Mais c'est ma propension à prendre le contre-pied de tout, qui me conduit ici sur la voie de la tolérance. D'une folle espérance consensuelle, là où chacun semble armé d'un avis définitif. Tranché. Je pense à ces repas entre amis où, imperceptiblement le ton monte, les mots - fléchés - se font acerbes à mesure que les arguments s'effilochent. Et si le vin est bon, si celui qui le sert est généreux, il y en a toujours un pour perdre le contrôle. Il y a deux choses que je redoute à table : les conversations qui s'échauffent tandis que le plat refroidi et le convive qui a le vin mauvais.
Donc la chasse. Il paraît que c'est pas bien de chasser. Tirer sur un animal qui n'est pas venu vous emmerder dans votre jardin, sur lequel qui vous lâchez une bande de clébards à moitié jobards et pour finir une volée de plombs dans le buffet, lorsque ce n'est pas une balle à ailette, ce n'est a priori ni glorieux, ni sympathique. Il y a d'ailleurs dans cette corporation d'un million de sujets environ (deux fois moins qu'il y a 40 ans) une belle proportion d'abrutis qui vous barrent les routes, les chemins de randonnées, les coins de champignons sous prétexte qu'ils font une battue. Ceux qui sont de nature et gâchette chatouilleuses et ne dépareraient pas dans le Kentucky. Ceux qui tirent à tort et à travers, quitte - j'en ai connu ! - à déquiller leur propre frère, leur ami - trop - proche ou leur meilleur ennemi. Une année, je ne sais plus où, c'est un raffinement, il y en a un qui a même buté son fils.

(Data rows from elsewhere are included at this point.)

//! 数字验证码生成

use rand::Rng;

/// 生成指定长度的数字验证码
pub fn generate_numeric_code(length: usize) -> String {
    let mut rng = rand::rng();
    (0..length)
        .map(|_| char::from(b'0' + rng.random_range(0..10) as u8))
        .collect()
}

#[cfg(test)]
mod tests {
    use super::*;

    #[test]
    fn test_code_length() {
        assert_eq!(generate_numeric_code(6).len(), 6);
        assert_eq!(generate_numeric_code(8).len(), 8);
    }

    #[test]
    fn test_code_is_numeric() {
        let code = generate_numeric_code(6);
        assert!(code.chars().all(|c| c.is_ascii_digit()));
    }
}
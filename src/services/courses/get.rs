use actix_web::{HttpRequest, HttpResponse, Result as ActixResult};

use super::CourseService;
use crate::models::{
    ApiResponse, ErrorCode,
    courses::responses::CourseDetailResponse,
};

pub async fn get_course(
    service: &CourseService,
    course_id: i64,
    request: &HttpRequest,
) -> ActixResult<HttpResponse> {
    let storage = service.get_storage(request);

    // 联表取课程及所属院系，前端少发一次请求
    match storage.get_course_with_department(course_id).await {
        Ok(Some((course, department))) => Ok(HttpResponse::Ok().json(ApiResponse::success(
            CourseDetailResponse { course, department },
            "查询成功",
        ))),
        Ok(None) => Ok(HttpResponse::NotFound().json(ApiResponse::error_empty(
            ErrorCode::CourseNotFound,
            "Course not found",
        ))),
        Err(e) => Ok(
            HttpResponse::InternalServerError().json(ApiResponse::error_empty(
                ErrorCode::InternalServerError,
                format!("Failed to get course: {e}"),
            )),
        ),
    }
}
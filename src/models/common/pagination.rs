use serde::{Deserialize, Serialize};
use ts_rs::TS;

// 分页查询参数
#[derive(Debug, Clone, Deserialize, TS)]
#[ts(export, export_to = "../frontend/src/types/generated/pagination.ts")]
pub struct PaginationQuery {
    #[serde(
        default = "default_page",
        deserialize_with = "deserialize_string_to_i64"
    )]
    pub page: i64,
    #[serde(
        default = "default_size",
        deserialize_with = "deserialize_string_to_i64"
    )]
    pub size: i64,
}

// 分页响应信息
#[derive(Debug, Clone, Serialize, Deserialize, TS)]
#[ts(export, export_to = "../frontend/src/types/generated/pagination.ts")]
pub struct PaginationInfo {
    pub page: i64,
    pub page_size: i64,
    pub total: i64,
    pub total_pages: i64,
}

// 分页列表响应
#[derive(Debug, Clone, Serialize, Deserialize, TS)]
#[ts(export, export_to = "../frontend/src/types/generated/pagination.ts")]
pub struct PaginatedResponse<T: TS> {
    pub items: Vec<T>,
    pub pagination: PaginationInfo,
}

// 自定义反序列化函数，支持字符串到i64的转换
fn deserialize_string_to_i64<'de, D>(deserializer: D) -> Result<i64, D::Error>
where
    D: serde::Deserializer<'de>,
{
    use serde::de::{Error, Unexpected, Visitor};
    use std::fmt;

    struct I64Visitor;

    impl<'de> Visitor<'de> for I64Visitor {
        type Value = i64;

        fn expecting(&self, formatter: &mut fmt::Formatter) -> fmt::Result {
            formatter.write_str("an integer or a string containing an integer")
        }

        fn visit_i64<E>(self, value: i64) -> Result<Self::Value, E>
        where
            E: Error,
        {
            Ok(value)
        }

        fn visit_u64<E>(self, value: u64) -> Result<Self::Value, E>
        where
            E: Error,
        {
            if value <= i64::MAX as u64 {
                Ok(value as i64)
            } else {
                Err(Error::invalid_value(Unexpected::Unsigned(value), &self))
            }
        }

        fn visit_str<E>(self, value: &str) -> Result<Self::Value, E>
        where
            E: Error,
        {
            value
                .parse()
                .map_err(|_| Error::invalid_value(Unexpected::Str(value), &self))
        }
    }

    deserializer.deserialize_any(I64Visitor)
}

// 可选 ID 查询参数：flatten 之后查询参数统一以字符串进入，
// 这里兼容字符串与整数两种形态，空串视为未提供
pub fn deserialize_optional_i64<'de, D>(deserializer: D) -> Result<Option<i64>, D::Error>
where
    D: serde::Deserializer<'de>,
{
    use serde::de::{Error, Unexpected};

    let opt = Option::<String>::deserialize(deserializer)?;
    match opt {
        None => Ok(None),
        Some(s) if s.trim().is_empty() => Ok(None),
        Some(s) => s
            .trim()
            .parse::<i64>()
            .map(Some)
            .map_err(|_| Error::invalid_value(Unexpected::Str(&s), &"an integer")),
    }
}

fn default_page() -> i64 {
    1
}

fn default_size() -> i64 {
    10
}

impl Default for PaginationQuery {
    fn default() -> Self {
        Self { page: 1, size: 10 }
    }
}
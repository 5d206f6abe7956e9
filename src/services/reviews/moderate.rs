use actix_web::{HttpRequest, HttpResponse, Result as ActixResult};
use tracing::info;

use super::ReviewService;
use crate::models::{
    ApiResponse, ErrorCode,
    reviews::{entities::ReviewStatus, responses::ReviewResponse},
};
use crate::services::professors::rating::recompute_professor_rating;

/// 审核通过/驳回。路由层已经套了管理员角色门。
///
/// 幂等：重复设置同一状态是空转换。不提供回退到 pending 的转换。
/// 教授评价的每一次状态变更之后都显式触发评分聚合器——聚合器只统计
/// approved 评价，漏触发会让平均分与实际脱节。
pub async fn moderate_review(
    service: &ReviewService,
    review_id: i64,
    status: ReviewStatus,
    request: &HttpRequest,
) -> ActixResult<HttpResponse> {
    // 审核只接受两个终态
    if status == ReviewStatus::Pending {
        return Ok(HttpResponse::BadRequest().json(ApiResponse::error_empty(
            ErrorCode::BadRequest,
            "Reviews cannot be moved back to pending",
        )));
    }

    let storage = service.get_storage(request);

    let existing = match storage.get_review_by_id(review_id).await {
        Ok(Some(review)) => review,
        Ok(None) => {
            return Ok(HttpResponse::NotFound().json(ApiResponse::error_empty(
                ErrorCode::ReviewNotFound,
                "Review not found",
            )));
        }
        Err(e) => {
            return Ok(
                HttpResponse::InternalServerError().json(ApiResponse::error_empty(
                    ErrorCode::InternalServerError,
                    format!("Failed to get review: {e}"),
                )),
            );
        }
    };

    // 空转换：状态已经是目标值，直接返回当前记录
    if existing.status == status {
        info!(
            "Review {} already has status {}, no-op transition",
            review_id, status
        );
        return Ok(HttpResponse::Ok().json(ApiResponse::success(
            ReviewResponse { review: existing },
            "状态未变更",
        )));
    }

    match storage.update_review_status(review_id, status).await {
        Ok(Some(review)) => {
            // 状态变更可能改变"已通过集合"，教授评价必须重算
            if let Some(professor_id) = review.target.professor_id() {
                recompute_professor_rating(&storage, professor_id).await;
            }

            let message = match status {
                ReviewStatus::Approved => "评价已通过",
                ReviewStatus::Rejected => "评价已驳回",
                ReviewStatus::Pending => unreachable!(),
            };

            Ok(HttpResponse::Ok().json(ApiResponse::success(ReviewResponse { review }, message)))
        }
        Ok(None) => Ok(HttpResponse::NotFound().json(ApiResponse::error_empty(
            ErrorCode::ReviewNotFound,
            "Review not found",
        ))),
        Err(e) => Ok(
            HttpResponse::InternalServerError().json(ApiResponse::error_empty(
                ErrorCode::InternalServerError,
                format!("Failed to update review status: {e}"),
            )),
        ),
    }
}
use actix_web::{HttpRequest, HttpResponse, Result as ActixResult};

use super::ReviewService;
use crate::middlewares::RequireJWT;
use crate::models::{
    ApiResponse, ErrorCode,
    users::entities::UserRole,
};
use crate::services::professors::rating::recompute_professor_rating;

pub async fn delete_review(
    service: &ReviewService,
    review_id: i64,
    request: &HttpRequest,
) -> ActixResult<HttpResponse> {
    let user_id = match RequireJWT::extract_user_id(request) {
        Some(id) => id,
        None => {
            return Ok(HttpResponse::Unauthorized().json(ApiResponse::error_empty(
                ErrorCode::Unauthorized,
                "Authentication required",
            )));
        }
    };

    let storage = service.get_storage(request);

    let review = match storage.get_review_by_id(review_id).await {
        Ok(Some(review)) => review,
        Ok(None) => {
            return Ok(HttpResponse::NotFound().json(ApiResponse::error_empty(
                ErrorCode::ReviewNotFound,
                "Review not found",
            )));
        }
        Err(e) => {
            return Ok(
                HttpResponse::InternalServerError().json(ApiResponse::error_empty(
                    ErrorCode::InternalServerError,
                    format!("Failed to get review: {e}"),
                )),
            );
        }
    };

    // 作者或管理员可删除
    let is_admin = RequireJWT::extract_user_role(request) == Some(UserRole::Admin);
    if review.author_id != user_id && !is_admin {
        return Ok(HttpResponse::Forbidden().json(ApiResponse::error_empty(
            ErrorCode::ReviewPermissionDenied,
            "You can only delete your own review",
        )));
    }

    match storage.delete_review(review_id).await {
        Ok(true) => {
            // 删除教授评价后重算平均分
            if let Some(professor_id) = review.target.professor_id() {
                recompute_professor_rating(&storage, professor_id).await;
            }

            Ok(HttpResponse::Ok().json(ApiResponse::success_empty("Review deleted successfully")))
        }
        Ok(false) => Ok(HttpResponse::NotFound().json(ApiResponse::error_empty(
            ErrorCode::ReviewNotFound,
            "Review not found",
        ))),
        Err(e) => Ok(
            HttpResponse::InternalServerError().json(ApiResponse::error_empty(
                ErrorCode::InternalServerError,
                format!("Review deletion failed: {e}"),
            )),
        ),
    }
}
use crate::models::common::PaginationQuery;
use serde::Deserialize;
use ts_rs::TS;

// 课程创建请求
#[derive(Debug, Deserialize, TS)]
#[ts(export, export_to = "../frontend/src/types/generated/course.ts")]
pub struct CreateCourseRequest {
    pub department_id: i64,
    pub course_number: String,
    pub name: String,
    pub credit_hours: Option<i32>,
    pub description: Option<String>,
    #[serde(default)]
    pub prerequisites: Vec<String>,
    #[serde(default)]
    pub corequisites: Vec<String>,
    pub syllabus: Option<String>,
}

// 课程更新请求
#[derive(Debug, Deserialize, TS)]
#[ts(export, export_to = "../frontend/src/types/generated/course.ts")]
pub struct UpdateCourseRequest {
    pub department_id: Option<i64>,
    pub course_number: Option<String>,
    pub name: Option<String>,
    pub credit_hours: Option<i32>,
    pub description: Option<String>,
    pub prerequisites: Option<Vec<String>>,
    pub corequisites: Option<Vec<String>>,
    pub syllabus: Option<String>,
}

// 课程查询参数（来自HTTP请求）
#[derive(Debug, Deserialize, TS)]
#[ts(export, export_to = "../frontend/src/types/generated/course.ts")]
pub struct CourseListParams {
    #[serde(flatten)]
    #[ts(flatten)]
    pub pagination: PaginationQuery,
    #[serde(
        default,
        deserialize_with = "crate::models::common::pagination::deserialize_optional_i64"
    )]
    pub department_id: Option<i64>,
    pub search: Option<String>,
}

// 课程列表查询参数（用于存储层）
#[derive(Debug, Clone, TS)]
#[ts(export, export_to = "../frontend/src/types/generated/course.ts")]
pub struct CourseListQuery {
    pub page: Option<i64>,
    pub size: Option<i64>,
    pub department_id: Option<i64>,
    pub search: Option<String>,
}
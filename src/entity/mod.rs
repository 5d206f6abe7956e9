//! SeaORM 实体定义
//!
//! 这些实体用于数据库操作，与 models 模块中的业务实体分离。
//! Storage 层使用这些实体进行 CRUD 操作，然后转换为 models 中的业务实体。

pub mod prelude;

pub mod courses;
pub mod departments;
pub mod professor_courses;
pub mod professor_departments;
pub mod professors;
pub mod reviews;
pub mod users;
pub mod verification_codes;
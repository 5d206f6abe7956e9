//! 教授-院系关联实体

use sea_orm::entity::prelude::*;

#[derive(Clone, Debug, PartialEq, DeriveEntityModel)]
#[sea_orm(table_name = "professor_departments")]
pub struct Model {
    #[sea_orm(primary_key)]
    pub id: i64,
    pub professor_id: i64,
    pub department_id: i64,
}

#[derive(Copy, Clone, Debug, EnumIter, DeriveRelation)]
pub enum Relation {
    #[sea_orm(
        belongs_to = "super::professors::Entity",
        from = "Column::ProfessorId",
        to = "super::professors::Column::Id"
    )]
    Professor,
    #[sea_orm(
        belongs_to = "super::departments::Entity",
        from = "Column::DepartmentId",
        to = "super::departments::Column::Id"
    )]
    Department,
}

impl Related<super::professors::Entity> for Entity {
    fn to() -> RelationDef {
        Relation::Professor.def()
    }
}

impl Related<super::departments::Entity> for Entity {
    fn to() -> RelationDef {
        Relation::Department.def()
    }
}

impl ActiveModelBehavior for ActiveModel {}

Alors vous comprenez bien que lorsqu'ils en sont arrivés là, ce n'est pas un gentil petit lapin, ou le cul tout blanc, charmant, d'une biche, qui va les émouvoir. Quant à leur manie de vouloir éradiquer le loup et l'ours de nos montagnes sous prétexte qu'ils ne sont pas à leur place ou qu'il leur font une concurrence déloyale, faut reconnaître que c'est compliqué à gober. Surtout lorsqu'ils se font forts, eux, d'assurer par leurs fameux prélèvements, la régulation de nos forêts et notre écosystème.
Bon et puis il y a l'enfance. Celle-là elle s'y connaît pour vous troubler le sentiment, vous retourner même, à l'occasion, le jugement. Je les ai dans les yeux, non loin du coeur, les chasseurs de mes dix ans. Vous savez, l'âge où si l'on a la chance d'être éduqué à la nature, tout paraît plus beau. La silhouette d'un chasseur dans la brume surgit des labours, les aboiements transpercent le silence et pam ! le bruit sec qui le plombe. Est-ce une palombe ? Non un faisan...
Il y a Georges, un paysan du Tarn qui me conduisait dans les forêts de Serviés. Il chassait le tourdre, cousin germain de la grive et comme Ugolin dans Manon des Sources, il disait " c'est une belle lièvre ". Il ne savait pas bien lire mais savait tuer fort à propos la caille ou le perdreau. Je le revois l'ami de mes parents, déposer fièrement sur la table sa gibecière légèrement tâchée de sang et débordant de plumes. Il y avait de la fierté dans cette bouille rouge pleine de sourire sur un béret avachi, déposant ici du bonheur à partager. Et c'est vrai que les pâtés exhalaient ce parfum auquel aucun antispéciste n'aurait su résister et ce civet de marcassin... quelle symphonie en régal majeur.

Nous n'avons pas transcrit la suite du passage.